Trattamento della Trombiculosi

E' sostenuta dalla Neotrombicula autumnalis che allo stato larvale parassita anche il cane e gatto (e uomo). L'infezione provoca prurito più o meno marcato e localizzato in particolare alla testa. La diagnosi si può emettere anche usando una lente d'ingrandimento per visualizzare le grosse larve di colore rossastro nella tasca di Henry dell'orecchio o sui canti mediali delle palpebre. Terapia vedi rogna sarcoptica/notoedrica.

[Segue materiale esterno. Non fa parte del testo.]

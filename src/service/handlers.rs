use crate::roster::aggregate::count_by_year;
use crate::roster::aggregate::distinct_values;
use crate::roster::aggregate::distinct_years;
use crate::roster::aggregate::YearCount;
use crate::roster::AthleteTable;
use crate::roster::RosterSchema;
use crate::service::response::ApiError;
use crate::service::AppState;
use axum::extract::Path;
use axum::extract::State;
use axum::http::StatusCode;
use axum::response::IntoResponse;
use axum::response::Response;
use axum::Json;
use serde_json::json;
use serde_json::Map;
use serde_json::Value;
use std::sync::Arc;

/// Reads the roster on the blocking pool. Every request gets a fresh table.
async fn load_table(state: &AppState) -> Result<AthleteTable, ApiError> {
    let loader = Arc::clone(&state.loader);
    let path = Arc::clone(&state.data_file);
    let table = tokio::task::spawn_blocking(move || loader.load(&path))
        .await
        .map_err(|error| ApiError::internal(error.to_string()))??;
    Ok(table)
}

pub(crate) async fn root_handler() -> Json<Value> {
    Json(json!({ "status": "OK", "message": "API Atlet Disabilitas aktif" }))
}

pub(crate) async fn athletes_handler(State(state): State<AppState>) -> Result<Response, ApiError> {
    let table = load_table(&state).await?;
    Ok(Json(table).into_response())
}

pub(crate) async fn athlete_handler(
    State(state): State<AppState>,
    Path(row_id): Path<String>,
) -> Result<Response, ApiError> {
    let position = row_id.trim().parse::<i64>().map_err(|_| {
        ApiError::new(
            StatusCode::UNPROCESSABLE_ENTITY,
            format!("ID '{row_id}' harus berupa bilangan bulat"),
        )
    })?;
    let table = load_table(&state).await?;
    let row = table.row(position)?;
    Ok(Json(row).into_response())
}

/// Sorted distinct values of one categorical column, wrapped as `{key: [...]}`.
async fn distinct_response(
    state: &AppState,
    key: &str,
    column: fn(&RosterSchema) -> &str,
) -> Result<Json<Value>, ApiError> {
    let table = load_table(state).await?;
    let values = distinct_values(&table, column(table.schema()))?;
    let mut body = Map::new();
    body.insert(key.to_string(), json!(values));
    Ok(Json(Value::Object(body)))
}

pub(crate) async fn genders_handler(State(state): State<AppState>) -> Result<Json<Value>, ApiError> {
    distinct_response(&state, "jk", RosterSchema::gender_column).await
}

pub(crate) async fn regions_handler(State(state): State<AppState>) -> Result<Json<Value>, ApiError> {
    distinct_response(&state, "wilayah", RosterSchema::region_column).await
}

pub(crate) async fn sports_handler(State(state): State<AppState>) -> Result<Json<Value>, ApiError> {
    distinct_response(&state, "cabang_olahraga", RosterSchema::sport_column).await
}

pub(crate) async fn periods_handler(State(state): State<AppState>) -> Result<Json<Value>, ApiError> {
    let table = load_table(&state).await?;
    let years = distinct_years(&table)?;
    Ok(Json(json!({ "periode_data": years })))
}

pub(crate) async fn period_counts_handler(State(state): State<AppState>) -> Result<Json<Vec<YearCount>>, ApiError> {
    let table = load_table(&state).await?;
    Ok(Json(count_by_year(&table)?))
}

Trattamento della Pediculosi

E' sostenuta nel cane dal Linognatus setosus e dal Tricodectes canis, mentre nel gatto dalla Felicola subrostrata. La pediculosi colpisce in particolare i giovani soggetti defedati o che vivono in assembramenti e provoca prurito più o meno intenso su dorso e fianchi. La diagnosi viene emessa sull'osservazione dei parassiti adulti e delle lendini a occhio nudo o al microscopio. La terapia si basa sull'applicazione locale di fipronil spray (Frontline®) o vedi terapia rogna sarcoptica/notoedrica.


Trattamento e prevenzione delle infestazioni da zecche e pulci

Cane e gatto

Trattamento delle pulicosi

Le infezioni da pulci nella dermatologia del cane e gatto sono molto importanti perché simulano i sintomi di molte malattie allergiche e a volte sono a torto trascurate. Non emettere una semplice diagnosi d'infestazione o allergia da pulci non permette l'allontanamento della fonte di prurito e spesso mette il paziente a rischio d'inutili lunghe terapie con farmaci corticosteroidei !!!!!. 
La Ctnenocephalides felis felis é la pulce più diffusa in Italia nel cane e gatto, mentre la C. canis é più diffusa nei paesi a clima freddo. I problemi causati dall'infestazione da pulci sono molti, in sintesi:

  • Prurito;

  • Allergia alla puntura da pulce;

  • Anemia e carenza di ferro;

  • Vettori negli animali d'affezione di Dypilidium caninum, Dipetalonema reconditum e di rikettsie, mentre nell'uomo della Rikettsia typhi, della Yersinia pestis e della Bartonella Henselae (Malattia da morso e graffio del gatto);

  • Danno economico per il controllo delle infestazioni (871 milioni di dollari negli USA nel 1991: circa 1400 miliardi di lire italiane dell'epoca).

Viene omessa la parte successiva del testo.